## [INSTRUCTIONS FOR THE TASK]
Please repeat exactly the lines below from the one containing "augmented objective), and" down to the one containing "construction failed, no", both included, and nothing else.

## [GIVEN DATA]
>>>
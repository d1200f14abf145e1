//! GLS execution loop.

use std::time::{Duration, Instant};

use serde::{Deserialize, Serialize};
use tracing::{debug, info, warn};

use crate::constructive::{nearest_feasible, ConstructionError, ConstructionMode};
use crate::evaluation::{Context, Objective, PenaltyContext, RouteEvaluator};
use crate::local_search::local_search;
use crate::models::{CostModel, Solution};

use super::config::GlsConfig;
use super::features::{current_features, most_utilized};
use super::penalty::PenaltyMap;

/// A candidate must beat the best cost by more than this to be adopted.
const ACCEPT_EPS: f64 = 1e-10;

/// Outcome of one outer iteration.
#[derive(Debug, Clone, Copy, PartialEq, Eq)]
pub enum Step {
    /// The candidate improved the best solution; keep searching.
    Continue,
    /// The candidate did not improve the best plain cost.
    Converged,
    /// The time budget was spent before the iteration started.
    TimedOut,
}

impl Step {
    /// The termination this step implies, if it ends the search.
    pub fn termination(self) -> Option<Termination> {
        match self {
            Step::Continue => None,
            Step::Converged => Some(Termination::Converged),
            Step::TimedOut => Some(Termination::TimedOut),
        }
    }
}

/// Why the search stopped.
#[derive(Debug, Clone, Copy, PartialEq, Eq, Serialize, Deserialize)]
#[serde(rename_all = "kebab-case")]
pub enum Termination {
    /// An iteration failed to improve the plain objective.
    Converged,
    /// `max_iterations` improving iterations were made.
    IterationLimit,
    /// The wall-clock budget ran out.
    TimedOut,
}

impl std::fmt::Display for Termination {
    fn fmt(&self, f: &mut std::fmt::Formatter<'_>) -> std::fmt::Result {
        f.write_str(match self {
            Termination::Converged => "converged",
            Termination::IterationLimit => "iteration limit",
            Termination::TimedOut => "timed out",
        })
    }
}

/// Result of a Guided Local Search run.
#[derive(Debug, Clone, Serialize)]
pub struct GlsResult {
    /// Best solution after the final plain local search.
    pub solution: Solution,

    /// Plain distance of `solution`.
    pub cost: f64,

    /// Plain distance of the constructed starting solution.
    pub initial_cost: f64,

    /// Number of improving outer iterations.
    pub iterations: usize,

    pub termination: Termination,

    /// Wall-clock time from the end of construction to the end of the final polish.
    pub elapsed: Duration,

    /// Number of distinct edges that received a penalty.
    pub penalized_features: usize,
}

/// Guided Local Search over a [`CostModel`].
///
/// Construction happens in [`new`](Self::new); each [`step`](Self::step) is
/// one outer iteration (penalize the most utilized edge of the current
/// solution, then re-optimize under the augmented objective), and
/// [`finish`](Self::finish) runs the final plain local search. [`run`](Self::run)
/// drives all three.
///
/// The penalty map is owned by the run and only grows.
///
/// # Examples
///
/// ```
/// use gls_routing::gls::{GlsConfig, GuidedLocalSearch};
/// use gls_routing::models::{CostModel, Customer};
///
/// let model = CostModel::euclidean(
///     vec![
///         Customer::depot(0.0, 0.0),
///         Customer::new(1, 5.0, 0.0, 4, 0.0),
///         Customer::new(2, 5.0, 5.0, 4, 0.0),
///         Customer::new(3, -5.0, 0.0, 4, 0.0),
///         Customer::new(4, -5.0, -5.0, 4, 0.0),
///     ],
///     2,
///     10,
/// )
/// .unwrap();
///
/// let gls = GuidedLocalSearch::new(&model, GlsConfig::default()).unwrap();
/// let result = gls.run();
/// assert!(result.solution.all_served(4));
/// assert!(result.cost <= result.initial_cost);
/// ```
#[derive(Debug)]
pub struct GuidedLocalSearch<'a> {
    objective: Objective<'a>,
    config: GlsConfig,
    penalties: PenaltyMap,
    best: Solution,
    best_cost: f64,
    initial_cost: f64,
    iterations: usize,
    started: Instant,
}

impl<'a> GuidedLocalSearch<'a> {
    /// Builds the starting solution with [`nearest_feasible`].
    ///
    /// # Errors
    ///
    /// Returns the [`ConstructionError`] when no feasible assignment exists.
    ///
    /// # Panics
    ///
    /// Panics if `config` fails [`GlsConfig::validate`].
    pub fn new(model: &'a CostModel, config: GlsConfig) -> Result<Self, ConstructionError> {
        if let Err(msg) = config.validate() {
            panic!("invalid GlsConfig: {msg}");
        }
        let initial = nearest_feasible(model, ConstructionMode::Strict).inspect_err(|e| {
            warn!(error = %e, "initial construction failed, no solution");
        })?;
        Ok(Self::from_initial(model, config, initial))
    }

    /// Starts the search from a given feasible solution of `model`.
    ///
    /// The time budget is measured from here, so construction time does not
    /// count against [`GlsConfig::time_limit`].
    ///
    /// # Panics
    ///
    /// Panics if `config` fails [`GlsConfig::validate`].
    pub fn from_initial(model: &'a CostModel, config: GlsConfig, initial: Solution) -> Self {
        if let Err(msg) = config.validate() {
            panic!("invalid GlsConfig: {msg}");
        }
        let objective = Objective::new(model);
        let initial_cost = objective.evaluate(&initial, &Context::Plain);
        info!(
            customers = model.num_customers(),
            routes = initial.num_routes(),
            cost = initial_cost,
            "guided local search started"
        );

        Self {
            objective,
            config,
            penalties: PenaltyMap::new(),
            best: initial,
            best_cost: initial_cost,
            initial_cost,
            iterations: 0,
            started: Instant::now(),
        }
    }

    /// Runs outer iterations until convergence, the iteration limit, or the
    /// time budget, then polishes the best solution.
    pub fn run(mut self) -> GlsResult {
        let termination = loop {
            if self.iterations >= self.config.max_iterations {
                break Termination::IterationLimit;
            }
            if let Some(t) = self.step().termination() {
                break t;
            }
        };
        self.finish(termination)
    }

    /// Performs one outer iteration.
    pub fn step(&mut self) -> Step {
        if self.started.elapsed() >= self.config.time_limit {
            return Step::TimedOut;
        }

        let model = self.objective.model();
        let features = current_features(&self.best);
        let Some(edge) = most_utilized(&features, &self.penalties, model) else {
            return Step::Converged;
        };
        let penalty = self.penalties.increment(edge);

        let ctx = Context::Penalized(
            PenaltyContext::new(&features, &self.penalties, self.config.penalty_factor)
                .with_ignore_feasibility(self.config.ignore_feasibility),
        );
        let candidate = local_search(
            self.objective,
            &self.best,
            &ctx,
            &self.config.excluded_operators,
        );
        let candidate_cost = self.objective.evaluate(&candidate, &Context::Plain);

        debug!(
            iteration = self.iterations + 1,
            edge = %edge,
            penalty,
            candidate = candidate_cost,
            best = self.best_cost,
            "gls iteration"
        );

        if candidate_cost + ACCEPT_EPS >= self.best_cost {
            return Step::Converged;
        }
        if self.config.ignore_feasibility && !RouteEvaluator::new(model).is_feasible(&candidate) {
            debug!(
                iteration = self.iterations + 1,
                "candidate violates capacity, not adopted"
            );
            return Step::Converged;
        }

        self.best = candidate;
        self.best_cost = candidate_cost;
        self.iterations += 1;

        if self.config.progress_interval > 0
            && self.iterations.is_multiple_of(self.config.progress_interval)
        {
            info!(
                iteration = self.iterations,
                best = self.best_cost,
                penalized = self.penalties.len(),
                "best so far"
            );
        }
        Step::Continue
    }

    /// Runs the final plain local search from the best solution.
    pub fn finish(self, termination: Termination) -> GlsResult {
        let solution = local_search(
            self.objective,
            &self.best,
            &Context::Plain,
            &self.config.excluded_operators,
        );
        let cost = self.objective.evaluate(&solution, &Context::Plain);
        let elapsed = self.started.elapsed();

        info!(
            %termination,
            iterations = self.iterations,
            initial = self.initial_cost,
            cost,
            routes = solution.num_routes(),
            elapsed_ms = elapsed.as_millis() as u64,
            "guided local search finished"
        );

        GlsResult {
            solution,
            cost,
            initial_cost: self.initial_cost,
            iterations: self.iterations,
            termination,
            elapsed,
            penalized_features: self.penalties.len(),
        }
    }

    pub fn penalties(&self) -> &PenaltyMap {
        &self.penalties
    }

    /// The best (and current) solution.
    pub fn current(&self) -> &Solution {
        &self.best
    }

    /// Plain distance of [`current`](Self::current).
    pub fn best_cost(&self) -> f64 {
        self.best_cost
    }

    pub fn initial_cost(&self) -> f64 {
        self.initial_cost
    }

    pub fn iterations(&self) -> usize {
        self.iterations
    }
}

/// Constructs a starting solution and runs Guided Local Search on it.
///
/// # Errors
///
/// Returns the [`ConstructionError`] when the instance has no feasible
/// starting assignment; there is no result in that case.
pub fn solve(model: &CostModel, config: GlsConfig) -> Result<GlsResult, ConstructionError> {
    Ok(GuidedLocalSearch::new(model, config)?.run())
}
<<<
## [EXERCISE SOLUTION]
/// solution, then re-optimize under the augmented objective), and
/// [`finish`](Self::finish) runs the final plain local search. [`run`](Self::run)
/// drives all three.
///
/// The penalty map is owned by the run and only grows.
///
/// # Examples
///
/// ```
/// use gls_routing::gls::{GlsConfig, GuidedLocalSearch};
/// use gls_routing::models::{CostModel, Customer};
///
/// let model = CostModel::euclidean(
///     vec![
///         Customer::depot(0.0, 0.0),
///         Customer::new(1, 5.0, 0.0, 4, 0.0),
///         Customer::new(2, 5.0, 5.0, 4, 0.0),
///         Customer::new(3, -5.0, 0.0, 4, 0.0),
///         Customer::new(4, -5.0, -5.0, 4, 0.0),
///     ],
///     2,
///     10,
/// )
/// .unwrap();
///
/// let gls = GuidedLocalSearch::new(&model, GlsConfig::default()).unwrap();
/// let result = gls.run();
/// assert!(result.solution.all_served(4));
/// assert!(result.cost <= result.initial_cost);
/// ```
#[derive(Debug)]
pub struct GuidedLocalSearch<'a> {
    objective: Objective<'a>,
    config: GlsConfig,
    penalties: PenaltyMap,
    best: Solution,
    best_cost: f64,
    initial_cost: f64,
    iterations: usize,
    started: Instant,
}

impl<'a> GuidedLocalSearch<'a> {
    /// Builds the starting solution with [`nearest_feasible`].
    ///
    /// # Errors
    ///
    /// Returns the [`ConstructionError`] when no feasible assignment exists.
    ///
    /// # Panics
    ///
    /// Panics if `config` fails [`GlsConfig::validate`].
    pub fn new(model: &'a CostModel, config: GlsConfig) -> Result<Self, ConstructionError> {
        if let Err(msg) = config.validate() {
            panic!("invalid GlsConfig: {msg}");
        }
        let initial = nearest_feasible(model, ConstructionMode::Strict).inspect_err(|e| {
            warn!(error = %e, "initial construction failed, no solution");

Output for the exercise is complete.